Behavior of particle model as a function of the group size $n$ of identical particles with $C_i=0.0053\mathrm{M}$ and $A=0.242\mathrm{M}$. (a) Average steady state concentration of ${\mathrm{HBrO}}_2$ on group particles (solid line) with increasing $n$ and in the solution cells directly above the particle cells (dashed line, scaled by factor of 2.4). (b) Average loss rate of ${\mathrm{HBrO}}_2$ from $n$ particles to the surrounding solution.
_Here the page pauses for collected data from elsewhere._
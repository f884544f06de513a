//! Configuration read from the process environment.
//!
//! Every module receives a [`Settings`] instead of reading variables
//! directly, so tests can describe any host without touching the real
//! environment.

use std::{env, path::PathBuf, sync::Once, time::Duration};

/// Default time limit for every invocation of the container CLI.
pub const DEFAULT_CLI_TIMEOUT: Duration = Duration::from_secs(20 * 60);

/// Operating system of the host running the export.
#[derive(Copy, Clone, Debug, PartialEq, Eq)]
pub enum HostOs {
    Linux,
    MacOs,
    Windows,
    Other,
}

impl HostOs {
    pub fn current() -> Self {
        match env::consts::OS {
            "linux" => HostOs::Linux,
            "macos" => HostOs::MacOs,
            "windows" => HostOs::Windows,
            _ => HostOs::Other,
        }
    }
}

/// Inputs that select the runtime, credentials and extraction mode.
#[derive(Clone, Debug)]
pub struct Settings {
    pub os: HostOs,

    /// `DOCKER_HOST`.
    pub docker_host: Option<String>,

    /// `DOCKER_CMD`. CLI binary used for the fallback path.
    pub docker_cmd: Option<String>,

    /// `DOCKER_USE_CLI`.
    pub use_cli: bool,

    /// `CONTAINERD_ADDRESS`.
    pub containerd_address: Option<String>,

    /// `XDG_RUNTIME_DIR`.
    pub xdg_runtime_dir: Option<PathBuf>,

    /// `DOCKER_AUTH_CONFIG`.
    pub auth_config: Option<String>,

    /// `DOCKER_USER`.
    pub user: Option<String>,

    /// `DOCKER_PASSWORD`.
    pub password: Option<String>,

    /// `DOCKER_EMAIL`.
    pub email: Option<String>,

    /// `DOCKER_SERVER_ADDRESS`. Registry used for credentials when the
    /// image reference does not include one.
    pub server_address: Option<String>,

    /// `DOCKER_CONFIG`. Directory with `config.json`.
    pub config_dir: Option<PathBuf>,

    /// `DOCKER_CERT_PATH`.
    pub cert_path: Option<PathBuf>,

    /// `DOCKER_TLS_VERIFY`.
    pub tls_verify: Option<String>,

    /// `NON_STRICT_TAR_EXTRACT`.
    pub non_strict_tar: bool,

    pub home_dir: Option<PathBuf>,

    /// Parent for the temporary export directories. The system default
    /// is used when `None`.
    pub tmp_dir: Option<PathBuf>,

    pub cli_timeout: Duration,
}

impl Default for Settings {
    fn default() -> Self {
        Settings {
            os: HostOs::current(),
            docker_host: None,
            docker_cmd: None,
            use_cli: false,
            containerd_address: None,
            xdg_runtime_dir: None,
            auth_config: None,
            user: None,
            password: None,
            email: None,
            server_address: None,
            config_dir: None,
            cert_path: None,
            tls_verify: None,
            non_strict_tar: false,
            home_dir: None,
            tmp_dir: None,
            cli_timeout: DEFAULT_CLI_TIMEOUT,
        }
    }
}

impl Settings {
    /// Read the settings from the environment variables of the process.
    pub fn from_env() -> Self {
        let settings = Settings {
            os: HostOs::current(),
            docker_host: var("DOCKER_HOST"),
            docker_cmd: var("DOCKER_CMD"),
            use_cli: flag("DOCKER_USE_CLI"),
            containerd_address: var("CONTAINERD_ADDRESS"),
            xdg_runtime_dir: var("XDG_RUNTIME_DIR").map(PathBuf::from),
            auth_config: var("DOCKER_AUTH_CONFIG"),
            user: var("DOCKER_USER"),
            password: var("DOCKER_PASSWORD"),
            email: var("DOCKER_EMAIL"),
            server_address: var("DOCKER_SERVER_ADDRESS"),
            config_dir: var("DOCKER_CONFIG").map(PathBuf::from),
            cert_path: var("DOCKER_CERT_PATH").map(PathBuf::from),
            tls_verify: env::var("DOCKER_TLS_VERIFY").ok(),
            non_strict_tar: flag("NON_STRICT_TAR_EXTRACT"),
            home_dir: dirs::home_dir(),
            tmp_dir: None,
            cli_timeout: DEFAULT_CLI_TIMEOUT,
        };

        if settings.non_strict_tar {
            static WARNING: Once = Once::new();
            WARNING.call_once(|| {
                tracing::warn!(
                    "Extracting container images and tar files in non-strict mode could lead to security risks!"
                );
            });
        }

        settings
    }

    /// Directory with the Docker CLI configuration.
    pub fn docker_config_dir(&self) -> Option<PathBuf> {
        self.config_dir
            .clone()
            .or_else(|| self.home_dir.as_ref().map(|h| h.join(".docker")))
    }

    /// Binary for the CLI fallback, when no desktop wrapper overrides it.
    pub fn cli_command(&self) -> &str {
        self.docker_cmd.as_deref().unwrap_or("docker")
    }

    /// `true` if `DOCKER_HOST` points to a remote daemon.
    pub fn remote_docker_host(&self) -> bool {
        self.docker_host
            .as_deref()
            .is_some_and(|h| h.starts_with("tcp://") || h.starts_with("ssh://"))
    }
}

/// Non-empty value of an environment variable.
fn var(name: &str) -> Option<String> {
    env::var(name).ok().filter(|v| !v.is_empty())
}

/// Boolean flags are enabled with `true` or `1`.
fn flag(name: &str) -> bool {
    matches!(env::var(name).as_deref(), Ok("true" | "1"))
}

#[test]
fn remote_hosts() {
    let mut settings = Settings::default();
    assert!(!settings.remote_docker_host());

    settings.docker_host = Some("unix:///var/run/docker.sock".into());
    assert!(!settings.remote_docker_host());

    settings.docker_host = Some("ssh://builder@10.0.0.2".into());
    assert!(settings.remote_docker_host());

    settings.docker_host = Some("tcp://127.0.0.1:2376".into());
    assert!(settings.remote_docker_host());
}

#[test]
fn docker_config_location() {
    let settings = Settings {
        home_dir: Some("/home/u".into()),
        ..Settings::default()
    };
    assert_eq!(
        settings.docker_config_dir(),
        Some(PathBuf::from("/home/u/.docker"))
    );

    let settings = Settings {
        config_dir: Some("/etc/docker-cfg".into()),
        ..settings
    };
    assert_eq!(
        settings.docker_config_dir(),
        Some(PathBuf::from("/etc/docker-cfg"))
    );
}
use std::{path::Path, pin::pin, sync::Arc};

use async_trait::async_trait;
use bollard::{
    errors::Error as ApiError,
    image::{CreateImageOptions, RemoveImageOptions},
    Docker,
};
use futures_util::StreamExt;
use serde_json::Value;
use tokio::io::AsyncWriteExt;

use super::{is_platform_error, report_platform_mismatch, BackendError, ImageBackend, ImageRequest};
use crate::{credentials::CredentialStore, runtime::RuntimeSession};

/// Backend for daemons with a Docker-compatible API.
pub struct ApiBackend {
    client: Docker,
    credentials: Arc<CredentialStore>,
    name: String,
}

impl ApiBackend {
    pub fn new(session: &RuntimeSession, credentials: Arc<CredentialStore>) -> Self {
        ApiBackend {
            client: session.client.clone(),
            credentials,
            name: session.kind.to_string(),
        }
    }

    /// Inspect the image using every name of the request, and return the
    /// first one found.
    async fn find_local(&self, request: &ImageRequest) -> Option<Value> {
        let mut names = vec![
            request.repo_with_tag.as_str(),
            request.reference.repo.as_str(),
            request.full_name.as_str(),
        ];
        names.dedup();

        for name in names {
            if name.is_empty() {
                continue;
            }

            match self.client.inspect_image(name).await {
                Ok(inspect) => match serde_json::to_value(inspect) {
                    Ok(value) => return Some(value),
                    Err(err) => tracing::debug!(%err, name, "invalid inspect data"),
                },

                Err(ApiError::DockerResponseServerError { status_code: 404, .. }) => {
                    tracing::debug!(name, "image not found in the runtime");
                }

                Err(err) => tracing::debug!(%err, name, "inspect failed"),
            }
        }

        None
    }

    /// Ask the daemon to pull `image`, and wait until the pull is
    /// complete.
    async fn create(&self, image: &str, request: &ImageRequest) -> Result<(), BackendError> {
        let options = CreateImageOptions {
            from_image: image,
            platform: request.platform().unwrap_or_default(),
            ..Default::default()
        };

        let credentials = self.credentials.resolve(&request.reference.registry).await;

        let mut stream = pin!(self.client.create_image(Some(options), None, credentials));

        while let Some(info) = stream.next().await {
            match info {
                Ok(info) => {
                    if let Some(error) = info.error {
                        return Err(pull_error(error));
                    }

                    if let Some(status) = info.status {
                        tracing::trace!(image, %status, "pull progress");
                    }
                }

                Err(ApiError::DockerStreamError { error }) => return Err(pull_error(error)),

                Err(err) if is_platform_error(&err.to_string()) => {
                    return Err(BackendError::PlatformMismatch(err.to_string()));
                }

                Err(err) => return Err(err.into()),
            }
        }

        Ok(())
    }
}

fn pull_error(message: String) -> BackendError {
    if is_platform_error(&message) {
        BackendError::PlatformMismatch(message)
    } else {
        BackendError::Pull(message)
    }
}

#[async_trait]
impl ImageBackend for ApiBackend {
    fn name(&self) -> &str {
        &self.name
    }

    async fn probe(&self) -> bool {
        self.client.ping().await.is_ok()
    }

    async fn pull(&self, request: &ImageRequest) -> Option<Value> {
        if let Some(data) = self.find_local(request).await {
            return Some(data);
        }

        tracing::debug!(
            "Trying to pull the image {} from registry. This might take a while ...",
            request.full_name
        );

        let mut result = self.create(&request.full_name, request).await;

        if let Err(err) = &result {
            if !err.is_platform_mismatch() && request.repo_with_tag != request.full_name {
                tracing::debug!(%err, "Re-trying the pull with the name {}.", request.repo_with_tag);
                result = self.create(&request.repo_with_tag, request).await;
            }
        }

        match result {
            Ok(()) => (),

            Err(err) if err.is_platform_mismatch() => {
                tracing::debug!(%err, "pull failed");
                report_platform_mismatch();
                return None;
            }

            Err(err) => tracing::debug!(%err, "pull failed"),
        }

        self.find_local(request).await
    }

    async fn export(&self, image: &str, dest: &Path) -> Result<(), BackendError> {
        let file = tokio::fs::File::create(dest)
            .await
            .map_err(|e| BackendError::Io(e, dest.into()))?;

        let mut writer = tokio::io::BufWriter::new(file);
        let mut stream = pin!(self.client.export_image(image));

        while let Some(chunk) = stream.next().await {
            writer
                .write_all(&chunk?)
                .await
                .map_err(|e| BackendError::Io(e, dest.into()))?;
        }

        writer
            .flush()
            .await
            .map_err(|e| BackendError::Io(e, dest.into()))
    }

    async fn remove(&self, image: &str, force: bool) -> Result<(), BackendError> {
        let options = RemoveImageOptions {
            force,
            ..Default::default()
        };

        let deleted = self.client.remove_image(image, Some(options), None).await?;
        tracing::debug!(image, items = deleted.len(), "image removed");

        Ok(())
    }
}

#[test]
fn classify_pull_errors() {
    assert!(pull_error("no match for platform in manifest sha256:1234: not found".into())
        .is_platform_mismatch());

    assert!(matches!(
        pull_error("pull access denied for foo".into()),
        BackendError::Pull(_)
    ));
}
The average loss rate is determined as the average of the diffusive loss from each particle cell. (c) Steady state concentration of ${\mathrm{HBrO}}_2$ on the central particle (solid line) with increasing $n$ and in the solution cell directly above the particle cell (dashed line, scaled by factor of 2.4). (d) Loss rate of ${\mathrm{HBrO}}_2$ from the central particle. The vertical dashed line in each plot represents the value of $n_{\mathrm{crit}}$, above which spatiotemporal wave activity occurs. For steady state group or particle behavior, $n\le n_{\mathrm{crit}}$, each point corresponds to a square or nearly square group of $n$ particles (1, $2\times 2$, $3\times 3$, etc.). For spatiotemporal behavior, $n>n_{\mathrm{crit}}$, each point corresponds to a time average for the group or particle in such groups of $n$ particles. The curves for $n>n_{\mathrm{crit}}$ are scaled by a factor of 4.4.

Figure 4

(a) Probability of wave activity with increasing group size $n$. Each point is based on 50 simulations, each with a Gaussian distribution of particle cell catalyst concentrations: $C_{\mathrm{mean}}=0.0053\mathrm{M}$, $C_{\sigma }=0.0006\mathrm{M}$. The three curves correspond to $A=0.2430\mathrm{M}$ (red solid line), 0.2425 M (blue dashed line), and 0.2420 M (green dotted line). (b) Probability of wave activity with increasing $C_{\sigma }$, where each point is calculated as in (a) with $C_{\mathrm{mean}}=0.0053\mathrm{M}$, $A=0.2420\mathrm{M}$, and $n=49$.